Im England der endenden 70er und beginnenden 80er Jahre des vorherigen Jahrhunderts motivierte unter anderem die Musik der damals noch recht neuen Bands SAXON und IRON MAIDEN unzählige junge Menschen dazu, eine Band zu gründen.
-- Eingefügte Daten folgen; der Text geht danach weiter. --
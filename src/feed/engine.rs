use std::sync::Arc;

use chrono::Utc;
use futures::future::try_join;
use tokio::task::JoinHandle;

use crate::config::FanoutConfig;
use crate::db::{Database, PullStore, PushStore};
use crate::error::{AppError, Result};
use crate::models::{
    Cursor, FanoutError, FanoutReport, FeedItem, FeedStatus, HideReport, ItemType, NewFeedItem,
    PublishOutcome, PullEntry, PushEntry,
};
use crate::services::{EngagementOracle, IdGenerator, SocialGraph};

use super::merge::merge_pages;
use super::plan::plan_recipients;
use super::summary::summarize;

/// Fan-out running on its own task after the pull row was written.
pub struct DetachedFanout {
    pub feed_id: i64,
    pub handle: JoinHandle<PublishOutcome>,
}

impl DetachedFanout {
    /// Wait for the background fan-out to finish.
    pub async fn join(self) -> Result<PublishOutcome> {
        Ok(self.handle.await?)
    }
}

/// Hybrid push/pull feed engine.
///
/// Writes land in the pull store first (the record of publication) and are
/// then pushed to active followers. Reads merge the viewer's push rows with
/// the pull rows of everyone they follow, so a follower that missed the push
/// still sees the item.
#[derive(Clone)]
pub struct FeedEngine {
    db: Database,
    pulls: PullStore,
    pushes: PushStore,
    graph: Arc<dyn SocialGraph>,
    engagement: Arc<dyn EngagementOracle>,
    ids: Arc<dyn IdGenerator>,
    config: FanoutConfig,
}

impl FeedEngine {
    pub fn new(
        db: &Database,
        graph: Arc<dyn SocialGraph>,
        engagement: Arc<dyn EngagementOracle>,
        ids: Arc<dyn IdGenerator>,
        config: FanoutConfig,
    ) -> Self {
        Self {
            db: db.clone(),
            pulls: db.pull_store(),
            pushes: db.push_store(),
            graph,
            engagement,
            ids,
            config,
        }
    }

    pub fn config(&self) -> &FanoutConfig {
        &self.config
    }

    /// Publish an item and fan it out inline.
    ///
    /// Only a failed pull write is an error. Anything that goes wrong after it
    /// is reported through [`PublishOutcome::PublishedWithDegradedFanout`].
    pub async fn create_feed(&self, item: NewFeedItem) -> Result<PublishOutcome> {
        let entry = self.publish_pull(item).await?;
        Ok(self.fan_out(&entry).await)
    }

    /// Publish an item and hand fan-out to a background task.
    ///
    /// The task is not tied to the caller: dropping the returned handle or
    /// the calling future does not stop delivery. Its failures are only logged.
    pub async fn create_feed_detached(&self, item: NewFeedItem) -> Result<DetachedFanout> {
        let entry = self.publish_pull(item).await?;
        let feed_id = entry.id;
        let engine = self.clone();

        let handle = tokio::spawn(async move { engine.fan_out(&entry).await });

        Ok(DetachedFanout { feed_id, handle })
    }

    /// Run fan-out again for an already published item. Recipients that
    /// already hold a copy are skipped.
    pub async fn redeliver(&self, feed_id: i64) -> Result<PublishOutcome> {
        let entry = self
            .pulls
            .get(feed_id)
            .await?
            .ok_or_else(|| AppError::NotFound(format!("feed {feed_id}")))?;

        if entry.status == FeedStatus::Hidden {
            return Err(AppError::InvalidArgument(format!(
                "feed {feed_id} was withdrawn"
            )));
        }

        Ok(self.fan_out(&entry).await)
    }

    /// One page of `viewer_id`'s timeline. `(0, 0)` asks for the first page;
    /// otherwise pass the `(feed_id, created_at)` of the last item seen.
    pub async fn follow_feed_ink_list(
        &self,
        viewer_id: i64,
        max_id: i64,
        timestamp: i64,
        limit: usize,
    ) -> Result<Vec<FeedItem>> {
        self.timeline(viewer_id, Cursor::from_parts(max_id, timestamp), limit)
            .await
    }

    /// Merged push + pull timeline. Both sub-fetches must succeed; the first
    /// error cancels the other and is returned.
    pub async fn timeline(
        &self,
        viewer_id: i64,
        cursor: Option<Cursor>,
        limit: usize,
    ) -> Result<Vec<FeedItem>> {
        if limit == 0 {
            return Ok(Vec::new());
        }

        let push = async {
            let rows = self
                .pushes
                .list_for_recipient(viewer_id, cursor, limit)
                .await?;
            Ok::<_, AppError>(rows.into_iter().map(FeedItem::from).collect::<Vec<_>>())
        };

        let pull = async {
            let authors = self
                .graph
                .following_ids(viewer_id, 0, self.config.max_followings)
                .await?;
            let rows = self.pulls.list_for_authors(authors, cursor, limit).await?;
            Ok::<_, AppError>(rows.into_iter().map(FeedItem::from).collect::<Vec<_>>())
        };

        let (pushed, pulled) = try_join(push, pull).await.map_err(|e| {
            tracing::warn!(viewer_id, "Timeline read failed: {}", e);
            e
        })?;

        Ok(merge_pages(pushed, pulled, limit))
    }

    /// An author's own published items, straight from the pull store.
    pub async fn author_feed(
        &self,
        author_id: i64,
        cursor: Option<Cursor>,
        limit: usize,
    ) -> Result<Vec<FeedItem>> {
        let rows = self
            .pulls
            .list_for_authors(vec![author_id], cursor, limit)
            .await?;
        Ok(rows.into_iter().map(FeedItem::from).collect())
    }

    /// Withdraw an item: its pull row and every pushed copy become Hidden
    /// together. Rows are physically removed later by compaction.
    pub async fn delete_feed(
        &self,
        author_id: i64,
        item_type: ItemType,
        item_id: i64,
    ) -> Result<HideReport> {
        let report = self
            .db
            .withdraw(author_id, item_type, item_id)
            .await
            .map_err(|e| {
                tracing::error!(author_id, item_id, "Failed to withdraw feed: {}", e);
                e
            })?;

        tracing::info!(
            author_id,
            %item_type,
            item_id,
            pull_hidden = report.pull_hidden,
            push_hidden = report.push_hidden,
            "Feed withdrawn"
        );
        Ok(report)
    }

    async fn publish_pull(&self, item: NewFeedItem) -> Result<PullEntry> {
        if item.author_id <= 0 || item.item_id <= 0 {
            return Err(AppError::InvalidArgument(format!(
                "author_id and item_id must be positive (got {}, {})",
                item.author_id, item.item_id
            )));
        }

        let entry = PullEntry {
            id: self.ids.next_id(),
            author_id: item.author_id,
            item_type: item.item_type,
            item_id: item.item_id,
            content_summary: summarize(&item.content, self.config.summary_max_chars),
            status: FeedStatus::Normal,
            created_at: item.created_at,
            updated_at: Utc::now(),
        };

        let (stored, inserted) = self.pulls.insert_or_get(entry).await.map_err(|e| {
            tracing::error!(
                author_id = item.author_id,
                item_id = item.item_id,
                "Failed to write pull row: {}",
                e
            );
            e
        })?;

        if stored.status == FeedStatus::Hidden {
            return Err(AppError::InvalidArgument(format!(
                "{} {} by author {} was withdrawn",
                stored.item_type, stored.item_id, stored.author_id
            )));
        }
        if !inserted {
            tracing::debug!(feed_id = stored.id, "Item already published, fanning out again");
        }
        Ok(stored)
    }

    async fn fan_out(&self, entry: &PullEntry) -> PublishOutcome {
        let mut report = FanoutReport {
            feed_id: entry.id,
            ..Default::default()
        };
        let mut errors = Vec::new();

        let cap = self.config.max_followers;
        let lookup = self
            .graph
            .follower_ids(entry.author_id, 0, cap.saturating_add(1))
            .await;
        let mut followers = match lookup {
            Ok(followers) => followers,
            Err(e) => {
                tracing::warn!(feed_id = entry.id, "Follower lookup failed: {}", e);
                errors.push(FanoutError::FollowerLookup(e.to_string()));
                return PublishOutcome::from_parts(report, errors);
            }
        };
        if followers.len() > cap {
            followers.truncate(cap);
            report.capped = true;
            tracing::info!(
                feed_id = entry.id,
                author_id = entry.author_id,
                cap,
                "Author exceeds push audience cap, remaining followers read via pull"
            );
        }
        report.followers = followers.len();

        if followers.is_empty() {
            return PublishOutcome::from_parts(report, errors);
        }

        let since = Utc::now() - self.config.active_window();
        let active = match self.engagement.find_active_users(&followers, since).await {
            Ok(active) => active,
            Err(e) => {
                tracing::warn!(feed_id = entry.id, "Activity lookup failed: {}", e);
                errors.push(FanoutError::ActivityLookup(e.to_string()));
                return PublishOutcome::from_parts(report, errors);
            }
        };

        let recipients = plan_recipients(entry.author_id, &followers, &active);
        report.recipients = recipients.len();

        for chunk in recipients.chunks(self.config.batch_size.max(1)) {
            let rows = chunk
                .iter()
                .map(|recipient_id| self.push_row(entry, *recipient_id))
                .collect();

            match self.pushes.insert_batch(rows).await {
                Ok(batch) => {
                    report.delivered += batch.inserted;
                    if batch.failed > 0 {
                        errors.push(FanoutError::Insert {
                            recipients: batch.failed,
                            reason: "row insert failed".to_string(),
                        });
                    }
                }
                Err(e) => {
                    tracing::warn!(
                        feed_id = entry.id,
                        recipients = chunk.len(),
                        "Push batch failed: {}",
                        e
                    );
                    errors.push(FanoutError::Insert {
                        recipients: chunk.len(),
                        reason: e.to_string(),
                    });
                }
            }
        }

        let outcome = PublishOutcome::from_parts(report, errors);
        if outcome.is_degraded() {
            tracing::warn!(
                feed_id = entry.id,
                errors = outcome.errors().len(),
                "Fan-out degraded, item remains readable via pull"
            );
        } else {
            tracing::debug!(
                feed_id = entry.id,
                delivered = outcome.report().delivered,
                "Fan-out complete"
            );
        }
        outcome
    }

    fn push_row(&self, entry: &PullEntry, recipient_id: i64) -> PushEntry {
        PushEntry {
            id: self.ids.next_id(),
            feed_id: entry.id,
            recipient_id,
            author_id: entry.author_id,
            item_type: entry.item_type,
            item_id: entry.item_id,
            content_summary: entry.content_summary.clone(),
            status: FeedStatus::Normal,
            created_at: entry.created_at,
            updated_at: Utc::now(),
        }
    }
}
Diese zumeist seit Kindheit an miteinander befreundeten, mehrheitlich männlichen Jugendlichen, die mit der Musik von LED ZEPPELIN, DEEP PURPLE, BLACK SABBATH und JUDAS PRIEST aufgewachsen waren, träumten vom schnellen Ruhm und großen Geld. Aber zumeist bereits kurze Zeit später, wenn sie Glück hatten nach ein paar Singles und Samplerbeiträgen, war der Traum geplatzt und man musste sich eingestehen,  dass der Erfolg ausbleiben würde, das Geld nicht auf der Straße liegt und man vielleicht doch besser als Coverband weitermacht, sich dem erfolgreich aufkommenden Synthie-Pop a la DURAN DURAN zuwendet, oder einfach gleich ganz die Musik aufgibt.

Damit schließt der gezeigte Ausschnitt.